→ What you have to do
Only the lines from the start of the material through the line containing "the error slot." are to be extracted, exactly as they appear.

→ Source records

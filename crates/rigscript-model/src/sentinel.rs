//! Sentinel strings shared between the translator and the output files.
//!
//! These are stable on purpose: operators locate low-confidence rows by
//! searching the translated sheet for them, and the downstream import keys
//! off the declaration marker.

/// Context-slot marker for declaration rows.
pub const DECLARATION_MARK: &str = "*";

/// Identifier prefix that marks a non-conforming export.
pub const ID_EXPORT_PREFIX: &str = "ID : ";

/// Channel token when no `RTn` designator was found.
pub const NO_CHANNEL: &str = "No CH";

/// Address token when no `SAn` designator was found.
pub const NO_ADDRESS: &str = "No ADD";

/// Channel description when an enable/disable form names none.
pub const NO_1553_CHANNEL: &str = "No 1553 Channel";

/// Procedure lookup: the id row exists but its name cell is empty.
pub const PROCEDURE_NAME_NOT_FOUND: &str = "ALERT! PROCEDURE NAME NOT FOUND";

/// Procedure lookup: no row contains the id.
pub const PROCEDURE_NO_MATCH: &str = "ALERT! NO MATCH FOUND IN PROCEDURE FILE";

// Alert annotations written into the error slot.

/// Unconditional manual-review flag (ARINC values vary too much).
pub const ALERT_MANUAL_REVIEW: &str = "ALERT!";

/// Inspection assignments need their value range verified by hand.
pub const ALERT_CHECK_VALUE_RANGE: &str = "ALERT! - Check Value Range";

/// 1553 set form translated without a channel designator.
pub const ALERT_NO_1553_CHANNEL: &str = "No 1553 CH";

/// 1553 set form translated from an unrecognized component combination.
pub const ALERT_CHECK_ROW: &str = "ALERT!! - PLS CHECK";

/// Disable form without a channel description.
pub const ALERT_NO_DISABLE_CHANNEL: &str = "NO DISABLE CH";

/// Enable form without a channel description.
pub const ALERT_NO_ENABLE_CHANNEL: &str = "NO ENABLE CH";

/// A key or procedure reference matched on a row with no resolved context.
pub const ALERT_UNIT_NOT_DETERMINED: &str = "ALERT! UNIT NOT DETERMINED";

→ Written answer
filename crates/rigscript-model/src/sentinel.rs
//! Sentinel strings shared between the translator and the output files.
//!
//! These are stable on purpose: operators locate low-confidence rows by
//! searching the translated sheet for them, and the downstream import keys
//! off the declaration marker.

/// Context-slot marker for declaration rows.
pub const DECLARATION_MARK: &str = "*";

/// Identifier prefix that marks a non-conforming export.
pub const ID_EXPORT_PREFIX: &str = "ID : ";

/// Channel token when no `RTn` designator was found.
pub const NO_CHANNEL: &str = "No CH";

/// Address token when no `SAn` designator was found.
pub const NO_ADDRESS: &str = "No ADD";

/// Channel description when an enable/disable form names none.
pub const NO_1553_CHANNEL: &str = "No 1553 Channel";

/// Procedure lookup: the id row exists but its name cell is empty.
pub const PROCEDURE_NAME_NOT_FOUND: &str = "ALERT! PROCEDURE NAME NOT FOUND";

/// Procedure lookup: no row contains the id.
pub const PROCEDURE_NO_MATCH: &str = "ALERT! NO MATCH FOUND IN PROCEDURE FILE";

// Alert annotations written into the error slot.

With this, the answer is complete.